--- Dataset entries Enclosed Below ---

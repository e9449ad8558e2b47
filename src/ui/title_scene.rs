//! Title screen with the main menu.

use ratatui::{
    layout::{Alignment, Constraint, Direction, Layout, Rect},
    style::{Color, Modifier, Style},
    text::{Line, Span},
    widgets::{Block, Borders, Paragraph},
    Frame,
};

/// Main menu entries.
#[derive(Debug, Clone, Copy, PartialEq, Eq)]
pub enum TitleOption {
    StartGame,
    GameRules,
    Quit,
}

impl TitleOption {
    pub const ALL: [TitleOption; 3] = [
        TitleOption::StartGame,
        TitleOption::GameRules,
        TitleOption::Quit,
    ];

    pub fn label(&self) -> &'static str {
        match self {
            Self::StartGame => "Start Game",
            Self::GameRules => "Game Rules",
            Self::Quit => "Quit",
        }
    }
}

pub struct TitleScreen {
    pub selected_index: usize,
}

impl TitleScreen {
    pub fn new() -> Self {
        Self { selected_index: 0 }
    }

    pub fn move_up(&mut self) {
        self.selected_index = self.selected_index.saturating_sub(1);
    }

    pub fn move_down(&mut self) {
        if self.selected_index + 1 < TitleOption::ALL.len() {
            self.selected_index += 1;
        }
    }

    pub fn selected(&self) -> TitleOption {
        TitleOption::ALL[self.selected_index.min(TitleOption::ALL.len() - 1)]
    }

    pub fn draw(&self, f: &mut Frame, area: Rect) {
        let chunks = Layout::default()
            .direction(Direction::Vertical)
            .margin(2)
            .constraints([
                Constraint::Length(3), // Title
                Constraint::Min(0),    // Menu
                Constraint::Length(2), // Controls
            ])
            .split(area);

        let title = Paragraph::new("GATES OF OLYMPUS")
            .style(
                Style::default()
                    .fg(Color::Yellow)
                    .add_modifier(Modifier::BOLD),
            )
            .alignment(Alignment::Center)
            .block(Block::default().borders(Borders::ALL));
        f.render_widget(title, chunks[0]);

        let mut lines = vec![Line::from("")];
        for (i, option) in TitleOption::ALL.iter().enumerate() {
            let line = if i == self.selected_index {
                Line::from(Span::styled(
                    format!("◆ {} ◆", option.label()),
                    Style::default()
                        .fg(Color::Yellow)
                        .bg(Color::Blue)
                        .add_modifier(Modifier::BOLD),
                ))
            } else {
                Line::from(Span::styled(
                    format!("  {}  ", option.label()),
                    Style::default().fg(Color::White),
                ))
            };
            lines.push(line);
            lines.push(Line::from(""));
        }

        let menu = Paragraph::new(lines).alignment(Alignment::Center);
        f.render_widget(menu, chunks[1]);

        let controls = Paragraph::new("[↑/↓] Navigate  [Enter] Select  [Q] Quit")
            .style(Style::default().fg(Color::DarkGray))
            .alignment(Alignment::Center);
        f.render_widget(controls, chunks[2]);
    }
}

#[cfg(test)]
mod tests {
    use super::*;

    #[test]
    fn test_navigation_clamps() {
        let mut screen = TitleScreen::new();
        assert_eq!(screen.selected(), TitleOption::StartGame);
        screen.move_up();
        assert_eq!(screen.selected(), TitleOption::StartGame);
        screen.move_down();
        screen.move_down();
        screen.move_down();
        assert_eq!(screen.selected(), TitleOption::Quit);
        screen.move_up();
        assert_eq!(screen.selected(), TitleOption::GameRules);
    }
}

--- End of Enclosed Dataset entries ---

> _Description of the task_
Search the entries above for the word "Block" and copy each line where it appears.

> _Result of the exercise_
    widgets::{Block, Borders, Paragraph},
            .block(Block::default().borders(Borders::ALL));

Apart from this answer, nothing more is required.